Clementine is also the name of a data-mining tool....so the search for lucrative nuggets continues.
(This is number 11 in the series "Horrors in Wax" which you can find spread among earlier posts like nuggets of gold)
Wax Museum Post Card c. 1965 Collection Jim Linderman
Lost Weekend in Wax (Horrors in Wax #10)
Wax Ray Milland (real name Reginald Alfred John Truscott-Jones) stars as wax Don Birnham, who goes on a legendary bender and emerges with a new friend...OSCAR! In the depicted scene, wax Birnham is thwarted in his attempt to cash in his typewriter for a stiff snort...the pawn is closed for a Jewish holiday. In the book, Don was secretly gay, but 1945 audiences weren't quite ready for that...a hopeless drunk was startling enough. Ray plays two roles for his kudo...Don the writer and Don the ravaged whiskey guzzling bat seeing rummy. The scenes of "Hangover Plaza" were filmed at Bellevue. In real life, Milland blamed a bad perm given to him for his performance in Reap the Wild Wind for his premature baldness, thus reducing him to second banana roles. Milland is also known for the shortest Academy Award acceptance speech in history, and it is a record which will stand. He said not a word, just bowed and left. For earlier entries of Horrors in Wax, click the subject heading below.
Dexter "SceniKrome" postcard, c. 1950. Collection Jim Linderman
The Beatles Rilly Big Shew (Horrors in Wax #9)
Back in 1964, when the Beatles were haircuts, not individuals...their wax effigies were rushed into production "for the kids" at the World's Fair. Close, but not close enough. Ed Sullivan was easier, he'd been around forever. Here the wax sculptor accurately captures Ed's famous flexibility. Ed realized it was important to rope in young viewers so he booked numerous rock performers, but frequently censored them. (The Stones complied, Dylan didn't, he walked) The Doors said they would change some offending lyrics, but Morrison sang them anyway. Ed banned comic Jackie Mason for flipping him the bird. David Crosby, to his credit, engaged in a shouting match with the talentless tyrant.
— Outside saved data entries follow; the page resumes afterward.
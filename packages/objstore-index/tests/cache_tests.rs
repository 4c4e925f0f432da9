//! IndexCache behavior through the public API: read/write, invalidation
//! via notifiers, fingerprints, eviction.

mod common;

use std::sync::Arc;

use common::{attached_cache, sample_metadata, FULL_NAME};
use objstore_index::cache::MAX_CACHE_KEY_LEN;
use objstore_index::{
    CacheCleaner, CacheSettings, CleanableCache, HardPruneCacheCleaner, IndexCache, VersionStore,
};
use proptest::prelude::*;

// ═══════════════════════════════════════════════════════════════════════════
// Read / write
// ═══════════════════════════════════════════════════════════════════════════

#[test]
fn test_set_then_get_returns_ids_unchanged() {
    let fx = attached_cache();
    fx.cache.set(FULL_NAME, 42, vec![3, 1, 2]).unwrap();
    assert_eq!(fx.cache.get(FULL_NAME, 42), Some(vec![3, 1, 2]));
    assert_eq!(fx.cache.get(FULL_NAME, 43), None);
    assert_eq!(fx.cache.get("ns.Other", 42), None);
}

#[test]
fn test_version_change_marks_record_dirty() {
    let fx = attached_cache();
    fx.cache.set(FULL_NAME, 1, vec![1]).unwrap();
    fx.cache.set(FULL_NAME, 2, vec![2]).unwrap();

    fx.versions.increment(FULL_NAME).unwrap();
    assert_eq!(fx.cache.get(FULL_NAME, 1), None);
    assert_eq!(fx.cache.get(FULL_NAME, 2), None);

    // Repopulation replaces the dirty record at the new version
    fx.cache.set(FULL_NAME, 1, vec![10]).unwrap();
    assert_eq!(fx.cache.get(FULL_NAME, 1), Some(vec![10]));
    assert_eq!(fx.cache.get(FULL_NAME, 2), None);
}

#[test]
fn test_version_change_for_other_object_keeps_record() {
    let fx = attached_cache();
    fx.cache.set(FULL_NAME, 1, vec![1]).unwrap();
    fx.versions.increment("ns.Other").unwrap();
    assert_eq!(fx.cache.get(FULL_NAME, 1), Some(vec![1]));
}

#[test]
fn test_version_removed_decaches_object() {
    let fx = attached_cache();
    fx.versions.increment(FULL_NAME).unwrap();
    fx.cache.set(FULL_NAME, 1, vec![1]).unwrap();
    fx.cache.set(FULL_NAME, 2, vec![2]).unwrap();
    assert_eq!(fx.cache.len(), 1);

    fx.versions.remove(FULL_NAME).unwrap();
    assert_eq!(fx.cache.get(FULL_NAME, 1), None);
    assert!(fx.cache.is_empty());

    // Brand-new record with a single entry
    fx.cache.set(FULL_NAME, 2, vec![20]).unwrap();
    assert_eq!(fx.cache.totals().total_queries, 1);
    assert_eq!(fx.cache.get(FULL_NAME, 2), Some(vec![20]));
}

#[test]
fn test_metadata_change_clears_every_object() {
    let fx = attached_cache();
    fx.cache.set(FULL_NAME, 1, vec![1]).unwrap();
    fx.cache.set("ns.Other", 1, vec![1]).unwrap();
    assert_eq!(fx.cache.len(), 2);

    fx.metadata.put(sample_metadata()).unwrap();
    assert!(fx.cache.is_empty());
    assert_eq!(fx.cache.get("ns.Other", 1), None);

    fx.cache.set("ns.Other", 1, vec![1]).unwrap();
    fx.metadata.remove(FULL_NAME).unwrap();
    assert!(fx.cache.is_empty());
}

#[test]
fn test_stale_result_not_cached() {
    let fx = attached_cache();
    let observed = fx.cache.current_version(FULL_NAME);
    fx.versions.increment(FULL_NAME).unwrap();

    fx.cache.set_observed(FULL_NAME, 1, vec![1], observed).unwrap();
    assert_eq!(fx.cache.get(FULL_NAME, 1), None);

    let observed = fx.cache.current_version(FULL_NAME);
    fx.cache.set_observed(FULL_NAME, 1, vec![1], observed).unwrap();
    assert_eq!(fx.cache.get(FULL_NAME, 1), Some(vec![1]));
}

#[test]
fn test_detach_on_drop() {
    let versions = Arc::new(VersionStore::new());
    let metadata = Arc::new(objstore_index::MetadataStore::new());
    {
        let _cache = IndexCache::attach(versions.clone(), metadata.clone(), &CacheSettings::default()).unwrap();
        assert_eq!(versions.observer_count(), 1);
    }
    assert_eq!(versions.observer_count(), 0);
    versions.increment(FULL_NAME).unwrap();
}

#[test]
fn test_concurrent_readers_and_writers() {
    let fx = attached_cache();
    std::thread::scope(|s| {
        for t in 0..4u32 {
            let cache = &fx.cache;
            s.spawn(move || {
                for i in 0..100u32 {
                    let fp = t * 1000 + i;
                    cache.set(FULL_NAME, fp, vec![i as i32]).unwrap();
                    assert_eq!(cache.get(FULL_NAME, fp), Some(vec![i as i32]));
                }
            });
        }
    });
    assert_eq!(fx.cache.totals().total_queries, 400);
}

// ═══════════════════════════════════════════════════════════════════════════
// Fingerprint
// ═══════════════════════════════════════════════════════════════════════════

#[test]
fn test_fingerprint_deterministic() {
    let a = IndexCache::fingerprint(&[&FULL_NAME, &"A=100", &7]);
    let b = IndexCache::fingerprint(&[&FULL_NAME.to_string(), &"A=100".to_string(), &"7"]);
    assert!(a.is_some());
    assert_eq!(a, b);
    assert_ne!(a, IndexCache::fingerprint(&[&FULL_NAME, &"A=101", &7]));
}

proptest! {
    #[test]
    fn prop_overflowing_prefix_is_uncacheable(extra in 1usize..64, suffix in "[a-z0-9=]{0,40}") {
        let prefix = "x".repeat(MAX_CACHE_KEY_LEN + extra);
        prop_assert_eq!(IndexCache::fingerprint(&[&FULL_NAME, &prefix]), None);
        prop_assert_eq!(IndexCache::fingerprint(&[&FULL_NAME, &prefix, &suffix]), None);
        prop_assert_eq!(IndexCache::fingerprint(&[&prefix, &suffix, &FULL_NAME]), None);
    }

    #[test]
    fn prop_short_parameters_are_cacheable(params in proptest::collection::vec("[a-zA-Z0-9]{0,20}", 0..10)) {
        let displays: Vec<&dyn std::fmt::Display> = std::iter::once(&FULL_NAME as &dyn std::fmt::Display)
            .chain(params.iter().map(|p| p as &dyn std::fmt::Display))
            .collect();
        prop_assert!(IndexCache::fingerprint(&displays).is_some());
    }
}

// ═══════════════════════════════════════════════════════════════════════════
// Eviction
// ═══════════════════════════════════════════════════════════════════════════

#[test]
fn test_hard_prune_removes_least_hit_half() {
    let fx = attached_cache();
    let cleaner = HardPruneCacheCleaner::new(fx.cache.clone(), 10, 1000, 2);

    for fp in 0..10u32 {
        fx.cache.set(FULL_NAME, fp, vec![fp as i32]).unwrap();
    }
    // Fingerprints 5..10 become the most used
    for fp in 5..10u32 {
        assert!(fx.cache.get(FULL_NAME, fp).is_some());
    }

    assert!(cleaner.needs_cleaning());
    assert!(cleaner.update());
    assert_eq!(fx.cache.totals().total_queries, 5);
    assert!(!cleaner.needs_cleaning());

    for fp in 0..5u32 {
        assert_eq!(fx.cache.get(FULL_NAME, fp), None);
    }
    for fp in 5..10u32 {
        assert_eq!(fx.cache.get(FULL_NAME, fp), Some(vec![fp as i32]));
    }
    assert_eq!(fx.cache.metrics().evictions.get(), 5);
}

#[test]
fn test_object_id_capacity_triggers_cleaning() {
    let fx = attached_cache();
    let cleaner = HardPruneCacheCleaner::new(fx.cache.clone(), 1000, 100, 2);
    fx.cache.set(FULL_NAME, 1, (0..60).collect()).unwrap();
    assert!(!cleaner.run_once());
    fx.cache.set(FULL_NAME, 2, (0..40).collect()).unwrap();
    assert!(cleaner.needs_cleaning());
    assert!(cleaner.run_once());
    assert_eq!(fx.cache.totals().total_queries, 1);
}
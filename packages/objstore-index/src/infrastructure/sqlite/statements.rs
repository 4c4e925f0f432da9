//! SQL text for the SQLite index provider
//!
//! Identifiers are always double-quoted; values are always bound.

use super::values::{TableColumns, DECIMAL_KEY_WIDTH};
use crate::domain::{IndexValue, ObjectIndexMetadata, ObjectIndexType, OrderOptions, ID_COLUMN};
use crate::query::{like_pattern, Operand, Predicate};

/// `"name"` with embedded quotes doubled
pub fn quote_ident(name: &str) -> String {
    format!("\"{}\"", name.replace('"', "\"\""))
}

/// Column type for a declared index
pub fn column_type(index: &ObjectIndexMetadata) -> String {
    match index.data_type {
        ObjectIndexType::Integer => "INTEGER".to_string(),
        ObjectIndexType::String => format!("VARCHAR({})", index.precision),
        ObjectIndexType::Binary => "BLOB".to_string(),
        ObjectIndexType::DateTime => "TEXT".to_string(),
        ObjectIndexType::Decimal => format!("DECIMAL({},{})", index.precision, index.scale),
        ObjectIndexType::Unknown => "BLOB".to_string(),
    }
}

pub fn column_def(index: &ObjectIndexMetadata) -> String {
    format!(
        "{} {}{}",
        quote_ident(&index.name),
        column_type(index),
        if index.nullable { "" } else { " NOT NULL" }
    )
}

pub fn create_table(table: &str, indexes: &[ObjectIndexMetadata]) -> String {
    let mut columns = vec![format!("{} INTEGER PRIMARY KEY", quote_ident(ID_COLUMN))];
    columns.extend(indexes.iter().map(column_def));
    format!(
        "CREATE TABLE IF NOT EXISTS {} ({})",
        quote_ident(table),
        columns.join(", ")
    )
}

pub fn create_index(table: &str, column: &str) -> String {
    format!(
        "CREATE INDEX IF NOT EXISTS {} ON {} ({})",
        quote_ident(&format!("IDX_{}_{}", table, column)),
        quote_ident(table),
        quote_ident(column)
    )
}

/// Single-row merge keyed by the identity column
pub fn upsert(table: &str, columns: &[&str]) -> String {
    let mut names = vec![quote_ident(ID_COLUMN)];
    names.extend(columns.iter().map(|c| quote_ident(c)));
    let placeholders = vec!["?"; names.len()].join(", ");

    let action = if columns.is_empty() {
        "NOTHING".to_string()
    } else {
        let sets: Vec<String> = columns
            .iter()
            .map(|c| {
                let col = quote_ident(c);
                format!("{} = excluded.{}", col, col)
            })
            .collect();
        format!("UPDATE SET {}", sets.join(", "))
    };

    format!(
        "INSERT INTO {} ({}) VALUES ({}) ON CONFLICT({}) DO {}",
        quote_ident(table),
        names.join(", "),
        placeholders,
        quote_ident(ID_COLUMN),
        action
    )
}

pub fn delete_ids(table: &str, count: usize) -> String {
    format!(
        "DELETE FROM {} WHERE {} IN ({})",
        quote_ident(table),
        quote_ident(ID_COLUMN),
        vec!["?"; count].join(", ")
    )
}

/// `WHERE` body for a predicate, pushing bound values onto `params`.
///
/// Each combinator wraps the rest of the chain in parentheses, keeping
/// left-to-right grouping. LIKE on a decimal column matches the display
/// part of the stored text.
pub fn where_clause(predicate: &Predicate, columns: &TableColumns, params: &mut Vec<IndexValue>) -> String {
    let clause = &predicate.clause;
    let column = quote_ident(&clause.field);
    let mut sql = match &clause.operand {
        Operand::None => format!("{} {}", column, clause.op.as_sql()),
        Operand::Value(value) if clause.op.is_like() => {
            let text = value.as_like_text().unwrap_or_default();
            params.push(IndexValue::String(like_pattern(&text).into_owned()));
            let target = if columns.decimal_scale(&clause.field).is_some() {
                format!("substr({}, {})", column, DECIMAL_KEY_WIDTH + 2)
            } else {
                column
            };
            format!("{} {} ?", target, clause.op.as_sql())
        }
        Operand::Value(value) => {
            params.push(columns.operand(&clause.field, value));
            format!("{} {} ?", column, clause.op.as_sql())
        }
        Operand::List(values) => {
            params.extend(values.iter().map(|v| columns.operand(&clause.field, v)));
            format!(
                "{} {} ({})",
                column,
                clause.op.as_sql(),
                vec!["?"; values.len()].join(", ")
            )
        }
    };

    if let Some((combinator, rest)) = &predicate.next {
        sql = format!("{} {} ({})", sql, combinator.as_sql(), where_clause(rest, columns, params));
    }
    sql
}

/// `ORDER BY` body; identity column when no order is given
pub fn order_by(order: Option<&OrderOptions>) -> String {
    match order {
        Some(order) if !order.fields.is_empty() => {
            let direction = if order.descending { "DESC" } else { "ASC" };
            order
                .fields
                .iter()
                .map(|f| format!("{} {}", quote_ident(f), direction))
                .collect::<Vec<_>>()
                .join(", ")
        }
        _ => format!("{} ASC", quote_ident(ID_COLUMN)),
    }
}

/// `SELECT <columns> FROM <table> [WHERE ..] ORDER BY ..`
pub fn select(
    table: &str,
    table_columns: &TableColumns,
    fields: &[String],
    predicate: Option<&Predicate>,
    order: Option<&OrderOptions>,
    params: &mut Vec<IndexValue>,
) -> String {
    let fields: Vec<String> = fields.iter().map(|c| quote_ident(c)).collect();
    let mut sql = format!("SELECT {} FROM {}", fields.join(", "), quote_ident(table));
    if let Some(predicate) = predicate {
        sql.push_str(" WHERE ");
        sql.push_str(&where_clause(predicate, table_columns, params));
    }
    sql.push_str(" ORDER BY ");
    sql.push_str(&order_by(order));
    sql
}

pub fn count(
    table: &str,
    table_columns: &TableColumns,
    predicate: Option<&Predicate>,
    params: &mut Vec<IndexValue>,
) -> String {
    let mut sql = format!("SELECT COUNT(*) FROM {}", quote_ident(table));
    if let Some(predicate) = predicate {
        sql.push_str(" WHERE ");
        sql.push_str(&where_clause(predicate, table_columns, params));
    }
    sql
}
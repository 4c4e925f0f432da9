//! ObjectIndexer - query facade over one provider and an optional shared cache
//!
//! `find` / `find_where` read through the cache; everything else goes
//! straight to the provider.

use std::fmt;
use std::sync::atomic::{AtomicBool, Ordering};
use std::sync::Arc;
use tracing::{debug, info, warn};

use super::registry::ProviderRegistry;
use crate::cache::IndexCache;
use crate::config::IndexerConfig;
use crate::domain::{
    FindOptions, IndexProvider, IndexValue, IterateOptions, ObjectIndex, ObjectIndexMetadata,
    ObjectIndexType, ObjectMetadata, ObjectNaming, OrderOptions, PersistentObject, RowStream,
};
use crate::error::{IndexError, Result};

pub struct ObjectIndexer {
    provider: Box<dyn IndexProvider>,
    cache: Option<Arc<IndexCache>>,
    closed: AtomicBool,
}

impl ObjectIndexer {
    /// Facade over a provider resolved through the global registry
    pub fn new(config: &IndexerConfig, cache: Option<Arc<IndexCache>>) -> Result<Self> {
        Self::with_registry(ProviderRegistry::global(), config, cache)
    }

    pub fn with_registry(
        registry: &ProviderRegistry,
        config: &IndexerConfig,
        cache: Option<Arc<IndexCache>>,
    ) -> Result<Self> {
        let provider = registry.create(&config.provider, &config.provider_settings())?;
        let cache = cache.filter(|_| config.cache.enabled);
        info!(
            provider = %config.provider,
            cached = cache.is_some(),
            "object indexer created"
        );
        Ok(Self::with_provider(provider, cache))
    }

    pub fn with_provider(provider: Box<dyn IndexProvider>, cache: Option<Arc<IndexCache>>) -> Self {
        Self {
            provider,
            cache,
            closed: AtomicBool::new(false),
        }
    }

    pub fn cache(&self) -> Option<&Arc<IndexCache>> {
        self.cache.as_ref()
    }

    fn provider(&self) -> Result<&dyn IndexProvider> {
        if self.closed.load(Ordering::Acquire) {
            return Err(IndexError::backing_store("Object indexer is closed"));
        }
        Ok(self.provider.as_ref())
    }

    /// Serve from the cache or run `query` and remember its result.
    ///
    /// The version is read before the query so a result overtaken by a
    /// concurrent mutation is never stored as current.
    fn read_through(
        &self,
        object_full_name: &str,
        params: &[&dyn fmt::Display],
        query: impl FnOnce() -> Result<Vec<i32>>,
    ) -> Result<Vec<i32>> {
        let Some(cache) = &self.cache else {
            return query();
        };
        let Some(fingerprint) = IndexCache::fingerprint(params) else {
            cache.record_uncacheable(object_full_name);
            return query();
        };
        if let Some(ids) = cache.get(object_full_name, fingerprint) {
            return Ok(ids);
        }

        let observed = cache.current_version(object_full_name);
        let ids = query()?;
        cache.set_observed(object_full_name, fingerprint, ids.clone(), observed)?;
        Ok(ids)
    }

    // ═══════════════════════════════════════════════════════════════════════
    // Queries
    // ═══════════════════════════════════════════════════════════════════════

    /// Ids matching flat constraints joined by `options.logic`
    pub fn find(&self, object_full_name: &str, options: &FindOptions, indexes: &[ObjectIndex]) -> Result<Vec<i32>> {
        let provider = self.provider()?;
        let mut params: Vec<&dyn fmt::Display> = Vec::with_capacity(indexes.len() + 2);
        params.push(&object_full_name);
        params.push(options);
        params.extend(indexes.iter().map(|i| i as &dyn fmt::Display));

        self.read_through(object_full_name, &params, || {
            provider.find(object_full_name, options, indexes)
        })
    }

    /// Ids matching a JSON constraint
    pub fn find_where(
        &self,
        object_full_name: &str,
        constraint: &str,
        limit: usize,
        order: Option<&OrderOptions>,
        metadata: &[ObjectIndexMetadata],
    ) -> Result<Vec<i32>> {
        let provider = self.provider()?;
        let order_key = order.map(ToString::to_string).unwrap_or_default();
        let mut params: Vec<&dyn fmt::Display> = Vec::with_capacity(metadata.len() + 4);
        params.push(&object_full_name);
        params.push(&constraint);
        params.push(&limit);
        params.push(&order_key);
        params.extend(metadata.iter().map(|m| m as &dyn fmt::Display));

        self.read_through(object_full_name, &params, || {
            provider.find_where(object_full_name, constraint, limit, order, metadata)
        })
    }

    pub fn count(&self, object_full_name: &str, options: &FindOptions, indexes: &[ObjectIndex]) -> Result<usize> {
        self.provider()?.count(object_full_name, options, indexes)
    }

    pub fn exists(&self, object_full_name: &str, options: &FindOptions, indexes: &[ObjectIndex]) -> Result<bool> {
        self.provider()?.exists(object_full_name, options, indexes)
    }

    pub fn count_where(
        &self,
        object_full_name: &str,
        constraint: &str,
        metadata: &[ObjectIndexMetadata],
    ) -> Result<usize> {
        self.provider()?.count_where(object_full_name, constraint, metadata)
    }

    pub fn exists_where(
        &self,
        object_full_name: &str,
        constraint: &str,
        metadata: &[ObjectIndexMetadata],
    ) -> Result<bool> {
        self.provider()?.exists_where(object_full_name, constraint, metadata)
    }

    pub fn count_objects(&self, object_full_name: &str) -> Result<usize> {
        self.provider()?.count_objects(object_full_name)
    }

    pub fn object_exists(&self, object_full_name: &str) -> Result<bool> {
        self.provider()?.object_exists(object_full_name)
    }

    pub fn iterate(
        &self,
        object_full_name: &str,
        options: &IterateOptions,
        metadata: &[ObjectIndexMetadata],
    ) -> Result<RowStream> {
        self.provider()?.iterate(object_full_name, options, metadata)
    }

    // ═══════════════════════════════════════════════════════════════════════
    // Mutation
    // ═══════════════════════════════════════════════════════════════════════

    /// Write the index values of an object stored under `namespace`.
    ///
    /// Rejects an absent value and untyped index values before any I/O.
    pub fn index_object(&self, namespace: &str, object: &PersistentObject) -> Result<()> {
        let object_full_name = ObjectNaming::full_name(namespace, &object.name);
        if object.value.is_none() {
            return Err(IndexError::validation(format!(
                "Object {} of {} has no value",
                object.id, object_full_name
            )));
        }
        if let Some(index) = object
            .indexes
            .iter()
            .find(|i| i.data_type() == ObjectIndexType::Unknown)
        {
            return Err(IndexError::validation(format!(
                "Index '{}' of {} has an unknown data type",
                index.name, object_full_name
            )));
        }

        debug!(object = %object_full_name, object_id = object.id, indexes = object.indexes.len(), "indexing object");
        self.provider()?
            .upsert_index_values(&object_full_name, object.id, &object.indexes)
    }

    pub fn bulk_index(
        &self,
        object_full_name: &str,
        metadata: &[ObjectIndexMetadata],
        rows: &[Vec<IndexValue>],
    ) -> Result<()> {
        self.provider()?
            .bulk_upsert_index_values(object_full_name, metadata, rows)
    }

    pub fn remove_object_index(&self, object_full_name: &str, object_id: i32) -> Result<()> {
        self.provider()?.remove_index_value(object_full_name, object_id)
    }

    pub fn remove_object_indexes(&self, object_full_name: &str, object_ids: &[i32]) -> Result<()> {
        self.provider()?.remove_index_values(object_full_name, object_ids)
    }

    // ═══════════════════════════════════════════════════════════════════════
    // Schema
    // ═══════════════════════════════════════════════════════════════════════

    pub fn provision_index(&self, metadata: &ObjectMetadata) -> Result<()> {
        self.provider()?.provision_index(metadata)
    }

    pub fn unprovision_index(&self, object_full_name: &str) -> Result<()> {
        self.provider()?.unprovision_index(object_full_name)
    }

    pub fn truncate(&self, object_full_name: &str) -> Result<()> {
        self.provider()?.truncate(object_full_name)
    }

    /// Release the provider (idempotent). The shared cache is left alone.
    pub fn close(&self) -> Result<()> {
        if self.closed.swap(true, Ordering::AcqRel) {
            return Ok(());
        }
        self.provider.close()
    }
}

impl Drop for ObjectIndexer {
    fn drop(&mut self) {
        if let Err(err) = self.close() {
            warn!(error = %err, "failed to close index provider");
        }
    }
}
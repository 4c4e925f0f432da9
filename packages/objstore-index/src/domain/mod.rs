//! Domain layer for the object index
//!
//! # Domain Models
//!
//! - `IndexValue` / `ObjectIndexType`: typed scalar stored in an index column
//! - `ObjectMetadata` / `ObjectIndexMetadata`: declared index schema of an object type
//! - `ObjectIndex`: one `(name, value)` constraint or assignment
//! - `FindOptions` / `OrderOptions`: flat query options
//!
//! # Port Trait
//!
//! - `IndexProvider`: backing-store abstraction

pub mod models;
pub mod ports;
pub mod value;

pub use models::{
    FindLogic, FindOperator, FindOptions, IndexRow, ObjectIndex, ObjectIndexMetadata, ObjectMetadata,
    ObjectNaming, OrderOptions, PersistentObject, DEFAULT_STRING_PRECISION, ID_COLUMN,
};
pub use ports::{IndexProvider, IterateOptions, RowStream};
pub use value::{fit_decimal, IndexValue, ObjectIndexType, DATETIME_FORMAT, MAX_DECIMAL_PRECISION};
Sullivan also cooperated with the witch-hunting followers of rabid alcoholic Senator Joseph McCarthy. The Beatles appeared on his show three times...but then hilarious Canadian "comedy" act Wayne and Shuster appeared 67 times. The Beatles went on to sell so many records, it took Troyal Garth Brooks years (and a cloned version of himself known as Chris Gaines) to catch up. Strangely, Chris Gaines also had a funny haircut.
Wax Henri de Toulouse-Lautrec (Horrors in Wax #8)
Diminutive Parisian Wax Toulouse-Lautrec appraises his next wax studio sitter through a presumably real monocle. The only person shorter in this vignette is the woman to his left seemingly with no legs. Certainly a remarkable painter AND person, his tiny size was due to inbreeding...and although he had an adult sized torso, his legs were child sized. He passed away at only age 36 of alcoholism and surprisingly, given his hypertrophied genitals, syphilis (like an earlier figure in my Horrors in Wax series).
Measuring Steve Allen for Jack Kerouac (Horrors in Wax #7)
Wax Windbag Steve Allen waves goodbye to Wax Johnny Carson after having his head measured for waxing. I've always hated Allen for wasting the rare opportunity of having Jack Kerouac on his gabfest, but blowing it by patronizing the writer with facile "beatnik" questions and persisting to punctuate the incredible opportunity by tinkling his piano keys in pseudo jazz riffs for the whole interview. Watch, judge for yourself.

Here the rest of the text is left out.